Former NFL center Jason Brown led to life of service through agriculture
“I don’t know anything about farming,” Brown said, during last week’s “Frontier Luncheon” at Eastern Mennonite University’s Summer Peacebuilding Institute. “I watched Youtube videos.”
He hasn’t let this knowledge deficit stop him from seeking a life of service, however.
Brown started First Fruits Farm in Louisburg, North Carolina, in 2013 after deciding to leave behind a successful NFL career. He was driven by the sacrifice of his brother, Army Spc. Lunsford Bernard Brown II, who died in Iraq in 2003, and by a strong calling that life meant more than the game of football.
In 2014, First Fruits Farm donated more than 100,000 pounds of sweet potatoes and 10,000 pounds of cucumbers to local hunger relief organizations. From planting to harvesting to distribution, the farm relies on donations and volunteers that have helped Brown accomplish far more than he could by his own efforts.
“Every step of the way, whenever there was a problem that we had, someone stepped up. They would give us a call and say, ‘Heard about what you’re doing, don’t know exactly what you’re doing, but could you use this help?’” he said.
Brown’s mission to produce a sustainable source of food for his community has been a leap of faith. The sweet potatoes – a crop he chose for its nutrient density, long shelf-life, and familiarity within the community – were planted for no charge by neighboring farmers. They were harvested by volunteer networks of gleaners and then distributed by the Society of St. Andrews, the Inter-Faith Food Shuttle, and the Food Bank of Eastern North Carolina. Trusting that these connections will allow Brown reach his goals is how he lives a life of obedience and answers his calling.

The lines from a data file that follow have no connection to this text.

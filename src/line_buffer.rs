//! Line buffer with derived grapheme and line indexes, cursor and selection.
//!
//! The buffer is a `String`; `graphemes` and `lines` are parallel arrays of
//! byte offsets rebuilt after every mutation. Both carry a trailing sentinel
//! equal to the buffer length, so the byte range of grapheme `i` is always
//! `graphemes[i]..graphemes[i + 1]` and the last line needs no special case.
//! Cursor and selection anchor are grapheme indices.

use crate::grapheme::Graphemes;

#[derive(Debug)]
pub struct LineBuffer {
    buf: String,
    graphemes: Vec<usize>,
    lines: Vec<usize>,
    cursor: usize,
    selection: Option<usize>,
    hooks: Graphemes,
}

impl Default for LineBuffer {
    fn default() -> Self {
        Self::new(Graphemes::default())
    }
}

impl LineBuffer {
    pub fn new(hooks: Graphemes) -> Self {
        let mut lb = Self {
            buf: String::new(),
            graphemes: Vec::new(),
            lines: Vec::new(),
            cursor: 0,
            selection: None,
            hooks,
        };
        lb.recompute();
        lb
    }

    #[cfg(test)]
    pub fn init(line: &str, cursor: usize) -> Self {
        let mut lb = Self::default();
        lb.insert(line);
        lb.set_cursor(cursor);
        lb
    }

    /// Extracts a string slice containing the entire buffer.
    pub fn as_str(&self) -> &str {
        &self.buf
    }

    /// Returns the length of this buffer, in bytes.
    pub fn len(&self) -> usize {
        self.buf.len()
    }

    pub fn is_empty(&self) -> bool {
        self.buf.is_empty()
    }

    pub fn grapheme_count(&self) -> usize {
        self.graphemes.len() - 1
    }

    /// Number of logical lines; at least 1, even for an empty buffer.
    pub fn line_count(&self) -> usize {
        self.lines.len() - 1
    }

    /// Byte offset of the start of line `row`.
    pub fn line_start(&self, row: usize) -> usize {
        self.lines[row]
    }

    pub fn hooks(&self) -> &Graphemes {
        &self.hooks
    }

    /// Swap in new grapheme hooks and rebuild the derived indexes.
    pub fn set_hooks(&mut self, hooks: Graphemes) {
        self.hooks = hooks;
        self.recompute();
        self.cursor = self.cursor.min(self.grapheme_count());
    }

    /// Byte range of grapheme `i`; degenerate `(len, len)` past the end.
    pub fn grapheme_range(&self, i: usize) -> (usize, usize) {
        if i >= self.grapheme_count() {
            return (self.buf.len(), self.buf.len());
        }
        (self.graphemes[i], self.graphemes[i + 1])
    }

    pub fn grapheme_str(&self, i: usize) -> &str {
        let (start, end) = self.grapheme_range(i);
        &self.buf[start..end]
    }

    /// First grapheme index whose start byte is >= `byte`.
    pub fn find_grapheme_index(&self, byte: usize) -> usize {
        let count = self.grapheme_count();
        self.graphemes[..count].partition_point(|&off| off < byte)
    }

    /// Display width of the grapheme range `[g_start, g_end)`.
    pub fn grapheme_range_width(&self, g_start: usize, g_end: usize) -> usize {
        (g_start..g_end)
            .map(|g| self.hooks.grapheme_width(self.grapheme_str(g)))
            .sum()
    }

    fn recompute(&mut self) {
        self.graphemes.clear();
        let mut off = 0;
        while off < self.buf.len() {
            self.graphemes.push(off);
            let mut len = self.hooks.next_grapheme(&self.buf[off..]);
            if len == 0 || off + len > self.buf.len() {
                len = self.buf[off..].chars().next().map_or(1, char::len_utf8);
            }
            off += len;
        }
        self.graphemes.push(self.buf.len());

        // Line starts sit one byte past each newline. A newline always heads
        // its own grapheme, so a plain byte scan finds exactly the newline
        // graphemes.
        self.lines.clear();
        self.lines.push(0);
        for nl in memchr::memchr_iter(b'\n', self.buf.as_bytes()) {
            self.lines.push(nl + 1);
        }
        self.lines.push(self.buf.len());
    }

    // -- cursor ------------------------------------------------------------

    /// Current cursor position in grapheme units.
    pub fn cursor(&self) -> usize {
        self.cursor
    }

    /// Byte offset of the cursor.
    pub fn cursor_byte(&self) -> usize {
        self.graphemes[self.cursor]
    }

    /// Move the cursor, clamping to the valid range.
    /// Returns `true` if the position changed.
    pub fn set_cursor(&mut self, posn: usize) -> bool {
        let posn = posn.min(self.grapheme_count());
        if posn == self.cursor {
            return false;
        }
        self.cursor = posn;
        true
    }

    pub fn is_cursor_at_end(&self) -> bool {
        self.cursor == self.grapheme_count()
    }

    /// Logical row of the cursor and its column in grapheme units.
    pub fn cursor_row_col(&self) -> (usize, usize) {
        let byte = self.cursor_byte();
        let count = self.line_count();
        let row = self.lines[..count].partition_point(|&s| s <= byte) - 1;
        let col = self.cursor - self.find_grapheme_index(self.lines[row]);
        (row, col)
    }

    /// Terminal column of the cursor within its logical line.
    pub fn cursor_term_col(&self) -> usize {
        let (row, _) = self.cursor_row_col();
        let line_start = self.find_grapheme_index(self.lines[row]);
        self.grapheme_range_width(line_start, self.cursor)
    }

    // -- selection ---------------------------------------------------------

    /// Anchor a selection at the cursor unless one is already active.
    pub fn begin_selection(&mut self) {
        if self.selection.is_none() {
            self.selection = Some(self.cursor);
        }
    }

    pub fn clear_selection(&mut self) {
        self.selection = None;
    }

    pub fn has_selection(&self) -> bool {
        self.selection.is_some()
    }

    #[cfg(test)]
    pub fn selection(&self) -> Option<usize> {
        self.selection
    }

    /// Normalized selection range `[min, max)` in grapheme units.
    pub fn selection_range(&self) -> Option<(usize, usize)> {
        let anchor = self.selection?;
        Some((anchor.min(self.cursor), anchor.max(self.cursor)))
    }

    /// Normalized selection range in bytes.
    pub fn selection_byte_range(&self) -> Option<(usize, usize)> {
        let (l, r) = self.selection_range()?;
        Some((self.grapheme_range(l).0, self.grapheme_range(r).0))
    }

    // -- mutation ----------------------------------------------------------

    /// Insert `text` at the cursor and move the cursor past it.
    /// Returns `false`, leaving the buffer unchanged, if the allocation
    /// fails; the caller drops the keystroke.
    pub fn insert(&mut self, text: &str) -> bool {
        if text.is_empty() {
            return true;
        }
        if self.buf.try_reserve(text.len()).is_err() {
            return false;
        }
        let offset = self.cursor_byte();
        self.buf.insert_str(offset, text);
        self.recompute();
        self.cursor = self.find_grapheme_index(offset + text.len());
        true
    }

    /// Delete the byte range `[start, end)` and rebuild the indexes.
    /// The cursor is clamped; callers reposition it when they need more.
    pub fn delete_range(&mut self, start: usize, end: usize) {
        if start >= end || end > self.buf.len() {
            return;
        }
        self.buf.drain(start..end);
        self.recompute();
        self.cursor = self.cursor.min(self.grapheme_count());
        if let Some(sel) = self.selection {
            self.selection = Some(sel.min(self.grapheme_count()));
        }
    }

    pub fn delete_grapheme(&mut self, i: usize) {
        if i >= self.grapheme_count() {
            return;
        }
        let (start, end) = self.grapheme_range(i);
        self.delete_range(start, end);
    }

    /// Delete the selected graphemes; the cursor lands on the left edge.
    pub fn delete_selection(&mut self) {
        let Some((sel_l, _)) = self.selection_range() else {
            return;
        };
        let Some((start, end)) = self.selection_byte_range() else {
            return;
        };
        self.delete_range(start, end);
        self.selection = None;
        self.cursor = sel_l.min(self.grapheme_count());
    }

    /// Delete the grapheme under the cursor (the "Delete" key, Ctrl-D).
    pub fn delete_at_cursor(&mut self) {
        if self.cursor < self.grapheme_count() {
            self.delete_grapheme(self.cursor);
        }
    }

    /// Delete the selection, or the grapheme before the cursor.
    /// A bare cursor at position 0 is a no-op.
    pub fn backspace(&mut self) {
        if self.selection.is_some() {
            self.delete_selection();
        } else if self.cursor > 0 {
            let target = self.cursor - 1;
            self.delete_grapheme(target);
            self.cursor = target;
        }
    }

    /// Reset the buffer, indexes and cursor.
    pub fn clear(&mut self) {
        self.buf.clear();
        self.recompute();
        self.cursor = 0;
        self.selection = None;
    }

    /// Exchange two adjacent graphemes around the cursor; at the end of the
    /// buffer the last two are swapped, otherwise the one before the cursor
    /// swaps with the one at the cursor and the cursor advances.
    pub fn transpose(&mut self) -> bool {
        let n = self.grapheme_count();
        let cur = self.cursor;
        if n < 2 || cur == 0 {
            return false;
        }
        let a = if cur >= n { n - 2 } else { cur - 1 };
        let (a_start, a_end) = self.grapheme_range(a);
        let (b_start, b_end) = self.grapheme_range(a + 1);

        let swapped = format!("{}{}", &self.buf[b_start..b_end], &self.buf[a_start..a_end]);
        self.buf.replace_range(a_start..b_end, &swapped);
        self.recompute();
        if cur < n {
            self.cursor = (cur + 1).min(self.grapheme_count());
        }
        true
    }

    /// Assert the structural invariants; test support.
    #[cfg(test)]
    pub fn check_invariants(&self) {
        let len = self.buf.len();
        let count = self.grapheme_count();
        assert_eq!(Some(&len), self.graphemes.last());
        let mut concat = String::new();
        for i in 0..count {
            assert!(self.graphemes[i] < self.graphemes[i + 1]);
            concat.push_str(self.grapheme_str(i));
            assert_eq!(i, self.find_grapheme_index(self.graphemes[i]));
        }
        assert_eq!(self.buf, concat);

        assert_eq!(0, self.lines[0]);
        assert_eq!(Some(&len), self.lines.last());
        assert!(self.line_count() >= 1);
        for &start in &self.lines[1..self.line_count()] {
            assert_eq!(Some(&b'\n'), self.buf.as_bytes().get(start - 1));
        }

        assert!(self.cursor <= count);
        if let Some(sel) = self.selection {
            assert!(sel <= count);
        }
    }
}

Brown also sees his mission as greater in scope than providing food for the needy: “We’re not just about giving back. It’s about empowering our local communities as well,” he said.
First Fruits Farm also emphasizes the teaching and mentoring of young people in agriculture. Brown remarked that anyone could help on the farm. That includes his wife, Tay, a dentist, and their four children (the youngest, Lunsford Bernard Brown III, called “Tre,” is only six months old, but the others, including two-year-old Noah, all help on to the farm).
“If you visit my farm, I put you to work,” he joked.
Developing sustainable agriculture provides purpose for all members of the community and healthy, affordable food in an area where one in four children are food insecure on a regular basis. In North Carolina, that statistic is at 26.7%, one of the highest rates in the country, Brown said.
Brown sees the problem of hunger as “an issue of the heart.” Since leaving the NFL, he’s heard from many people who claim that he could have done more with the millions of dollars he would have made as the highest paid center in the NFL.
Brown says, though, that “throwing money” at the problem is a short-term fix. Only through truly committing himself to farming could he inspire others to practice agriculture for the benefit of themselves and their community. Production of locally-grown food is how Brown hopes to combat hunger on a national scale.
“What I believe now is throwing my heart at the problem … By doing this as a grassroots effort, there are literally thousands of youth, thousands of children – it has piqued their interest,” he said.
For the fall of 2015, Brown has set a goal of harvesting ten acres of land to collect 250,000 pounds of sweet potatoes. He hopes the first Great Harvest Festival on Nov. 7 will attract over a thousand volunteers to harvest sweet potatoes and enjoy food, music and entertainment in the evening.
Additionally, he plans to begin growing summer fruits and vegetables and working with public schools to set aside land for growing fruit trees.
First Fruits also distributes seeds to those interested in starting their own First Fruits garden. Since February 2015, the Sow-A-Seed program has mailed seeds all over the world.
The concept of service isn’t new to Brown, a devout Christian. In 2008, he started the nonprofit organization, Wisdom for Life, which promotes biblical literacy and has provided the umbrella organization under which First Fruits Farm operates. In 2010, he won the Rams’ Walter Payton award for his community service, both in the metropolitan St. Louis area and in military and veteran outreach.
But now, in devoting all of his daily working hours to service, he’s found his niche. “All I can say is ‘Thank God,’” Brown said several times during his presentation. “It’s not my work, it’s God’s work.”